There was a significant change of upper limb muscle strength with treatment duration (χ2 19.851852; df = 2; P < 0.001); IVIG improved strength initially (Z = − 4.419; P < 0.001), but MRC grades deteriorated afterwards, and at the last follow-up, they were similar to those before treatment (Z = − 0.769; n.s.) (Fig. 1a). The same was true for the upper extremity INCAT score, which also significantly changed over time (χ2 12.612; df = 2; P = 0.002); the INCAT score improved significantly after the initial treatment period (Z = − 3,579; P < 0.002), but returned to baseline values at the last follow-up (Z = − 1.0150; n.s.; Fig. 1b). Treatment duration did not correlate with changes in muscle strength and INCAT score.

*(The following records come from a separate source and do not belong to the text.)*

//! In-memory filtering and ordering of catalog snapshots.
//!
//! A snapshot is small (one row per table, column, index...) so the `WHERE`
//! and `ORDER BY` clauses of a catalog query are evaluated here rather than
//! pushed down to the engine, which cannot answer them natively.

mod expr;

use serde::Serialize;

use crate::catalog::SnapshotTable;
use crate::core::{ColumnDef, Row};
use crate::error::Result;

use expr::{compare_rows, parse_sort_keys, Predicate};

/// Forward-only cursor over filtered rows.
#[derive(Debug, Clone, Serialize)]
pub struct Cursor {
    columns: Vec<ColumnDef>,
    rows: std::collections::VecDeque<Row>,
}

impl Cursor {
    pub fn new(columns: Vec<ColumnDef>, rows: Vec<Row>) -> Self {
        Self {
            columns,
            rows: rows.into(),
        }
    }

    /// Column layout of every row.
    pub fn columns(&self) -> &[ColumnDef] {
        &self.columns
    }

    /// Position of a column, matched case-insensitively.
    pub fn column_index(&self, name: &str) -> Option<usize> {
        self.columns
            .iter()
            .position(|c| c.name.eq_ignore_ascii_case(name))
    }

    /// Rows not yet consumed.
    pub fn remaining(&self) -> usize {
        self.rows.len()
    }

    /// Drain the remaining rows.
    pub fn into_rows(self) -> Vec<Row> {
        self.rows.into()
    }
}

impl Iterator for Cursor {
    type Item = Row;

    fn next(&mut self) -> Option<Row> {
        self.rows.pop_front()
    }

    fn size_hint(&self) -> (usize, Option<usize>) {
        (self.rows.len(), Some(self.rows.len()))
    }
}

impl ExactSizeIterator for Cursor {}

impl From<SnapshotTable> for Cursor {
    fn from(table: SnapshotTable) -> Self {
        Cursor::new(table.columns, table.rows)
    }
}

fn clause(text: Option<&str>) -> Option<&str> {
    text.map(str::trim).filter(|t| !t.is_empty())
}

/// Filter then sort a snapshot.
///
/// With neither clause the snapshot rows are handed to the cursor as they
/// are. The sort is stable, so rows with equal keys keep snapshot order.
pub fn apply(table: SnapshotTable, filter: Option<&str>, order: Option<&str>) -> Result<Cursor> {
    let (filter, order) = (clause(filter), clause(order));
    if filter.is_none() && order.is_none() {
        return Ok(Cursor::from(table));
    }

    let SnapshotTable { columns, rows } = table;

    let mut rows = match filter {
        Some(text) => {
            let predicate = Predicate::parse(text, &columns)?;
            let mut kept = Vec::with_capacity(rows.len());
            for row in rows {
                if predicate.matches(&row)? {
                    kept.push(row);
                }
            }
            kept
        }
        None => rows,
    };

    if let Some(text) = order {
        let keys = parse_sort_keys(text, &columns)?;
        rows.sort_by(|a, b| compare_rows(a, b, &keys));
    }

    Ok(Cursor::new(columns, rows))
}

#[cfg(test)]
mod tests {
    use super::*;
    use crate::core::{ColumnType, Value};
    use crate::error::ShimError;

    fn table() -> SnapshotTable {
        SnapshotTable {
            columns: vec![
                ColumnDef::new("TABLE_NAME", ColumnType::Text, false),
                ColumnDef::new("COLUMN_NAME", ColumnType::Text, false),
                ColumnDef::new("ORDINAL_POSITION", ColumnType::Int, false),
            ],
            rows: vec![
                vec!["Foo".into(), "Zed".into(), 1.into()],
                vec!["Bar".into(), "Id".into(), 1.into()],
                vec!["foo".into(), "Alpha".into(), 2.into()],
                vec!["Foo".into(), "Mid".into(), 3.into()],
            ],
        }
    }

    fn names(cursor: Cursor) -> Vec<String> {
        cursor
            .map(|row| row[1].as_str().unwrap_or_default().to_string())
            .collect()
    }

    #[test]
    fn test_no_clauses_returns_snapshot_unchanged() {
        let cursor = apply(table(), None, Some("  ")).unwrap();
        assert_eq!(cursor.remaining(), 4);
        assert_eq!(names(cursor), ["Zed", "Id", "Alpha", "Mid"]);
    }

    #[test]
    fn test_filter_keeps_original_order() {
        let cursor = apply(table(), Some("`TABLE_NAME`='Foo'"), None).unwrap();
        assert_eq!(cursor.columns().len(), 3);
        assert_eq!(names(cursor), ["Zed", "Alpha", "Mid"]);
    }

    #[test]
    fn test_filter_then_sort() {
        let cursor = apply(
            table(),
            Some("`TABLE_NAME`='Foo'"),
            Some("`COLUMN_NAME`"),
        )
        .unwrap();
        assert_eq!(names(cursor), ["Alpha", "Mid", "Zed"]);
    }

    #[test]
    fn test_sort_is_stable() {
        let cursor = apply(table(), None, Some("ORDINAL_POSITION")).unwrap();
        assert_eq!(names(cursor), ["Zed", "Id", "Alpha", "Mid"]);

        let cursor = apply(table(), None, Some("ORDINAL_POSITION DESC")).unwrap();
        assert_eq!(names(cursor), ["Mid", "Alpha", "Zed", "Id"]);
    }

    #[test]
    fn test_empty_result_keeps_schema() {
        let cursor = apply(table(), Some("TABLE_NAME = 'None'"), None).unwrap();
        assert_eq!(cursor.column_index("column_name"), Some(1));
        assert_eq!(cursor.into_rows(), Vec::<Row>::new());
    }

    #[test]
    fn test_errors_are_filter_errors() {
        let err = apply(table(), Some("ORDINAL_POSITION"), None).unwrap_err();
        assert!(matches!(err, ShimError::Filter { .. }));
        assert!(err.is_usage_error());

        let err = apply(table(), None, Some("NOPE")).unwrap_err();
        assert!(matches!(err, ShimError::Filter { .. }));
    }

    #[test]
    fn test_cursor_is_forward_only() {
        let mut cursor = apply(table(), Some("ORDINAL_POSITION > 1"), None).unwrap();
        assert_eq!(cursor.len(), 2);
        assert_eq!(cursor.next().map(|r| r[2].clone()), Some(Value::Int(2)));
        assert_eq!(cursor.remaining(), 1);
    }
}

The CGI following initial treatment was “improved” in 33 and “unchanged” in 20 patients. At the last follow-up, fewer patients responded to treatment and 12 actually worsened despite treatment (χ2: − 4.26; P < 0.001; Fig. 3). Treatment was stopped in seven patients because of continued worsening in 1, sustained improvement in 1, and stable disease in 5.
We performed a nationwide survey of MMN in Austria and identified 57 patients corresponding to a prevalence of at least 0.65/100.000. The prevalence in Austria is, therefore, slightly higher than rates reported from Japan (0.29; ), but similar to European results, where a prevalence/100.000 of 0.5 was reported from Southeast England  and 0.6 from The Netherlands . However, it can be speculated that the actual frequency in our country is even higher as some patients might not have been reported and others may not have been diagnosed. MMN was more frequent in men than woman, which is also a constant finding in other studies as well [8,9,10,11, 16]. Age of onset did not differ between men and women, in contrast to the study of Cats et al.  who found an earlier onset in men. Nevertheless, disease onset was in agreement with the majority of studies [9,10,11, 16]. There was a substantial delay between first symptoms and final diagnosis; however, over time, this diagnostic delay shortened significantly as also observed by Cats et al. .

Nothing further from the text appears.